Activity - Repeat each record that follows, keeping it identical.

Given data -
= = = = = = =

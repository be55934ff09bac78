// 该文件是 Posekit 项目的一部分。
// src/output/directory_record.rs - 图像序列输出
//
// 本程序遵循 GNU Affero 通用公共许可证（AGPL）许可协议。
// 本程序的发布旨在提供实用价值，但不作任何形式的担保，
// 包括但不限于对适销性或特定用途适用性的默示担保。
// 更多详情请参阅 GNU 通用公共许可证。
//
// Copyright (C) 2026 Johann Li <me@qinka.pro>, ETVP

use std::path::{Path, PathBuf};

use image::RgbImage;
use tracing::{debug, info};
use url::Url;

use crate::{
  FromUrl, FromUrlWithScheme,
  output::{FrameSink, SinkError, query_param},
};

/// 把标注帧逐张写成 `frame_000000.png` 形式的图片
///
/// 例如 `frames:///tmp/annotated_clip?width=640&height=480`。
/// 宽高为 0 时以第一帧的尺寸为准。
pub struct ImageSequenceSink {
  directory: PathBuf,
  size: Option<(u32, u32)>,
  frames_written: u64,
  finished: bool,
}

impl ImageSequenceSink {
  pub fn create(directory: &Path, width: u32, height: u32) -> Result<Self, SinkError> {
    std::fs::create_dir_all(directory)?;
    info!("图像序列输出目录: {}", directory.display());
    Ok(Self {
      directory: directory.to_path_buf(),
      size: (width > 0 && height > 0).then_some((width, height)),
      frames_written: 0,
      finished: false,
    })
  }

  fn frame_path(&self) -> PathBuf {
    self
      .directory
      .join(format!("frame_{:06}.png", self.frames_written))
  }
}

impl FromUrlWithScheme for ImageSequenceSink {
  const SCHEME: &'static str = "frames";
}

impl FromUrl for ImageSequenceSink {
  type Error = SinkError;

  fn from_url(url: &Url) -> Result<Self, Self::Error> {
    if url.scheme() != Self::SCHEME {
      return Err(SinkError::SchemeMismatch);
    }
    let width = query_param(url, "width")?.unwrap_or(0);
    let height = query_param(url, "height")?.unwrap_or(0);
    Self::create(Path::new(url.path()), width, height)
  }
}

impl FrameSink for ImageSequenceSink {
  fn write_frame(&mut self, frame: &RgbImage) -> Result<(), SinkError> {
    if self.finished {
      return Err(SinkError::Finished);
    }
    let actual = frame.dimensions();
    let expected = *self.size.get_or_insert(actual);
    if actual != expected {
      return Err(SinkError::FrameSizeMismatch { expected, actual });
    }
    frame.save(self.frame_path())?;
    self.frames_written += 1;
    Ok(())
  }

  fn finish(&mut self) -> Result<(), SinkError> {
    if !self.finished {
      self.finished = true;
      debug!(
        "图像序列输出完成: {}, 共 {} 帧",
        self.directory.display(),
        self.frames_written
      );
    }
    Ok(())
  }

  fn frames_written(&self) -> u64 {
    self.frames_written
  }

  fn path(&self) -> &Path {
    &self.directory
  }
}

#[cfg(test)]
mod tests {
  use super::*;

  #[test]
  fn writes_numbered_frames() {
    let dir = tempfile::tempdir().unwrap();
    let target = dir.path().join("annotated_clip");
    let mut sink = ImageSequenceSink::create(&target, 8, 6).unwrap();
    for _ in 0..3 {
      sink.write_frame(&RgbImage::new(8, 6)).unwrap();
    }
    sink.finish().unwrap();

    assert_eq!(sink.frames_written(), 3);
    assert!(target.join("frame_000000.png").is_file());
    assert!(target.join("frame_000002.png").is_file());
    assert!(matches!(
      sink.write_frame(&RgbImage::new(8, 6)),
      Err(SinkError::Finished)
    ));
  }

  #[test]
  fn rejects_frames_of_another_size() {
    let dir = tempfile::tempdir().unwrap();
    let url = Url::parse(&format!("frames://{}/out", dir.path().display())).unwrap();
    let mut sink = ImageSequenceSink::from_url(&url).unwrap();
    sink.write_frame(&RgbImage::new(4, 4)).unwrap();
    assert!(matches!(
      sink.write_frame(&RgbImage::new(5, 4)),
      Err(SinkError::FrameSizeMismatch { .. })
    ));
  }
}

= = = = = = =

Output for this task -
repository be55934ff09bac78
// 该文件是 Posekit 项目的一部分。
// src/output/directory_record.rs - 图像序列输出
//
// 本程序遵循 GNU Affero 通用公共许可证（AGPL）许可协议。
// 本程序的发布旨在提供实用价值，但不作任何形式的担保，
// 包括但不限于对适销性或特定用途适用性的默示担保。
// 更多详情请参阅 GNU 通用公共许可证。
//
// Copyright (C) 2026 Johann Li <me@qinka.pro>, ETVP

use std::path::{Path, PathBuf};

use image::RgbImage;
use tracing::{debug, info};
use url::Url;

use crate::{
  FromUrl, FromUrlWithScheme,
  output::{FrameSink, SinkError, query_param},
};

/// 把标注帧逐张写成 `frame_000000.png` 形式的图片
///
/// 例如 `frames:///tmp/annotated_clip?width=640&height=480`。
/// 宽高为 0 时以第一帧的尺寸为准。
pub struct ImageSequenceSink {
  directory: PathBuf,
  size: Option<(u32, u32)>,
  frames_written: u64,
  finished: bool,
}

impl ImageSequenceSink {
  pub fn create(directory: &Path, width: u32, height: u32) -> Result<Self, SinkError> {
    std::fs::create_dir_all(directory)?;
    info!("图像序列输出目录: {}", directory.display());
    Ok(Self {
      directory: directory.to_path_buf(),
      size: (width > 0 && height > 0).then_some((width, height)),
      frames_written: 0,
      finished: false,
    })
  }

  fn frame_path(&self) -> PathBuf {
    self
      .directory
      .join(format!("frame_{:06}.png", self.frames_written))
  }
}

impl FromUrlWithScheme for ImageSequenceSink {
  const SCHEME: &'static str = "frames";
}

impl FromUrl for ImageSequenceSink {
  type Error = SinkError;

  fn from_url(url: &Url) -> Result<Self, Self::Error> {
    if url.scheme() != Self::SCHEME {
      return Err(SinkError::SchemeMismatch);
    }
    let width = query_param(url, "width")?.unwrap_or(0);
    let height = query_param(url, "height")?.unwrap_or(0);
    Self::create(Path::new(url.path()), width, height)
  }
}

impl FrameSink for ImageSequenceSink {
  fn write_frame(&mut self, frame: &RgbImage) -> Result<(), SinkError> {
    if self.finished {
      return Err(SinkError::Finished);
    }
    let actual = frame.dimensions();
    let expected = *self.size.get_or_insert(actual);
    if actual != expected {
      return Err(SinkError::FrameSizeMismatch { expected, actual });
    }
    frame.save(self.frame_path())?;
    self.frames_written += 1;
    Ok(())
  }

  fn finish(&mut self) -> Result<(), SinkError> {
    if !self.finished {
      self.finished = true;
      debug!(
        "图像序列输出完成: {}, 共 {} 帧",
        self.directory.display(),
        self.frames_written
      );
    }
    Ok(())
  }

  fn frames_written(&self) -> u64 {
    self.frames_written
  }

  fn path(&self) -> &Path {
    &self.directory
  }
}

#[cfg(test)]
mod tests {
  use super::*;

  #[test]
  fn writes_numbered_frames() {
    let dir = tempfile::tempdir().unwrap();
    let target = dir.path().join("annotated_clip");
    let mut sink = ImageSequenceSink::create(&target, 8, 6).unwrap();
    for _ in 0..3 {
      sink.write_frame(&RgbImage::new(8, 6)).unwrap();
    }
    sink.finish().unwrap();

    assert_eq!(sink.frames_written(), 3);
    assert!(target.join("frame_000000.png").is_file());
    assert!(target.join("frame_000002.png").is_file());
    assert!(matches!(
      sink.write_frame(&RgbImage::new(8, 6)),
      Err(SinkError::Finished)
    ));
  }

  #[test]
  fn rejects_frames_of_another_size() {
    let dir = tempfile::tempdir().unwrap();
    let url = Url::parse(&format!("frames://{}/out", dir.path().display())).unwrap();
    let mut sink = ImageSequenceSink::from_url(&url).unwrap();
    sink.write_frame(&RgbImage::new(4, 4)).unwrap();
    assert!(matches!(
      sink.write_frame(&RgbImage::new(5, 4)),
      Err(SinkError::FrameSizeMismatch { .. })
    ));
  }
}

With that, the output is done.